Exercise objective
Reproduce, without any change, the span of lines from the opening of the records below to the line containing "pub mod hierarchy;", inclusive.

[Exercise input — start]

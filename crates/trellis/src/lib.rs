//! Trellis - idempotent import of external issue-tracker exports.
//!
//! Reads a line-delimited JSON export of external issues and writes it into a
//! tenant's three-level hierarchy of epics, features and tasks. Records are
//! matched by external id, so re-running an import only creates what is new.
//!
//! The crate provides both the `trellis` CLI and a library: build a
//! [`pipeline::Pipeline`] over any [`storage::RecordStore`] and feed it an
//! async byte stream.

#![forbid(unsafe_code)]

// Public modules for library usage
pub mod cancel;
pub mod config;
pub mod domain;
pub mod error;
pub mod hierarchy;
pub mod id_generation;
pub mod identity;
pub mod pipeline;
pub mod report;
pub mod storage;
pub mod vocabulary;

// Public CLI module (needed by binary)
pub mod app;
pub mod cli;

// Command implementations
pub mod commands;

pub mod output;
//! Implementation of the `import` command.

use crate::app::App;
use crate::cancel::CancelToken;
use crate::error::Result;
use crate::pipeline::Pipeline;
use crate::report::RunReport;
use std::path::Path;

/// Import the JSONL file at `input` into the app's store.
///
/// The store is compacted after the run, including a cancelled one, so lines
/// the loader skipped are dropped from the file.
///
/// # Errors
///
/// Everything [`Pipeline::run_path`] returns, plus IO errors from compacting
/// the store.
pub async fn import(app: &mut App, input: &Path, cancel: CancelToken) -> Result<RunReport> {
    let request = app.settings().request.clone();
    tracing::info!(
        input = %input.display(),
        tenant = %request.tenant,
        "Starting import"
    );

    let report = Pipeline::new(app.store_mut(), request)
        .with_cancel_token(cancel)
        .run_path(input)
        .await?;

    app.save().await?;
    Ok(report)
}
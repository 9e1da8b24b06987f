//! Translation between the external tracker's vocabulary and ours.
//!
//! Status mapping is total: anything unrecognised becomes
//! [`InternalStatus::Backlog`]. Priority mapping is partial: a value that is
//! not an integer in range or a `P<digit>` string is an error, never a default.

use crate::domain::external::ExternalPriority;
use crate::domain::{EntityKind, InternalStatus, MAX_PRIORITY, MIN_PRIORITY};
use thiserror::Error;

/// A priority value that could not be mapped.
#[derive(Debug, Clone, PartialEq, Eq, Error)]
#[error("unresolved priority {value}")]
pub struct PriorityError {
    /// The value as it appeared in the input
    pub value: String,
}

impl PriorityError {
    fn new(priority: &ExternalPriority) -> Self {
        Self {
            value: priority.to_string(),
        }
    }
}

/// Map an external status to the internal vocabulary.
///
/// Matching ignores surrounding whitespace and ASCII case, and treats `-` and
/// spaces as `_`, so `"In Progress"` and `"in-progress"` both match
/// `in_progress`.
pub fn map_status(external: &str, kind: EntityKind) -> InternalStatus {
    let normalized: String = external
        .trim()
        .chars()
        .map(|c| match c {
            '-' | ' ' => '_',
            c => c.to_ascii_lowercase(),
        })
        .collect();

    match normalized.as_str() {
        "open" | "reopened" | "pending_internal_review" | "waiting_for_customer" | "rebuttal"
        | "blocked" | "deferred" => InternalStatus::Backlog,
        "in_progress" => InternalStatus::InProgress,
        "closed" | "resolved" => InternalStatus::Completed,
        "cancelled" | "canceled" => InternalStatus::Cancelled,
        _ => {
            tracing::debug!(
                status = external,
                kind = %kind,
                "Unknown status, defaulting to backlog"
            );
            InternalStatus::Backlog
        }
    }
}

/// Map an external priority to the internal `0..=4` scale.
///
/// Integers pass through when in range. Strings must be `P` (either case)
/// followed by a single digit in range, with optional surrounding whitespace.
///
/// # Errors
///
/// Returns [`PriorityError`] for anything else, including bare numeric
/// strings and out-of-range values.
pub fn map_priority(external: &ExternalPriority) -> Result<u8, PriorityError> {
    let value = match external {
        ExternalPriority::Number(n) => u8::try_from(*n).ok(),
        ExternalPriority::Text(s) => parse_p_notation(s),
    };

    value
        .filter(|p| (MIN_PRIORITY..=MAX_PRIORITY).contains(p))
        .ok_or_else(|| PriorityError::new(external))
}

fn parse_p_notation(raw: &str) -> Option<u8> {
    let mut chars = raw.trim().chars();
    let prefix = chars.next()?;
    let digit = chars.next()?;
    if chars.next().is_some() || !prefix.eq_ignore_ascii_case(&'p') {
        return None;
    }
    digit.to_digit(10).and_then(|d| u8::try_from(d).ok())
}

[Exercise input — finish]

Your response
filename crates/trellis/src/lib.rs
//! Trellis - idempotent import of external issue-tracker exports.
//!
//! Reads a line-delimited JSON export of external issues and writes it into a
//! tenant's three-level hierarchy of epics, features and tasks. Records are
//! matched by external id, so re-running an import only creates what is new.
//!
//! The crate provides both the `trellis` CLI and a library: build a
//! [`pipeline::Pipeline`] over any [`storage::RecordStore`] and feed it an
//! async byte stream.

#![forbid(unsafe_code)]

// Public modules for library usage
pub mod cancel;
pub mod config;
pub mod domain;
pub mod error;
pub mod hierarchy;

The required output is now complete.